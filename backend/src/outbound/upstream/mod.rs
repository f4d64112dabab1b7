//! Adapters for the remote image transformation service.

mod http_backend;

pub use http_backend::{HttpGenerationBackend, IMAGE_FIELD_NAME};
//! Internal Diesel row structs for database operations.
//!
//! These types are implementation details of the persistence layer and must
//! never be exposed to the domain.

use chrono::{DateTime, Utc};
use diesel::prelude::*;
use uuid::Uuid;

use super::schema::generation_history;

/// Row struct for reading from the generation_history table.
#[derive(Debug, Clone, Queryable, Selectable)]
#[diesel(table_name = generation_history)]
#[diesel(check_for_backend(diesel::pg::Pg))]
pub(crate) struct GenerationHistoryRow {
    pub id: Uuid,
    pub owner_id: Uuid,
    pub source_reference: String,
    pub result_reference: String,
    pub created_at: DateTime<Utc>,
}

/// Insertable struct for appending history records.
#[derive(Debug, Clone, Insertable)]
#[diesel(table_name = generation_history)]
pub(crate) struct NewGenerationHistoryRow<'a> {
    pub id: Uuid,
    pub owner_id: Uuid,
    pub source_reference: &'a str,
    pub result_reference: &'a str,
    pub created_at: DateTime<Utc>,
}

********************

■ **WHAT IS REQUIRED**: Look through the records above and please copy every line in which the string "Debug" occurs.

■ **RESULT OF THE TASK**:
#[derive(Debug, Clone, Queryable, Selectable)]
#[derive(Debug, Clone, Insertable)]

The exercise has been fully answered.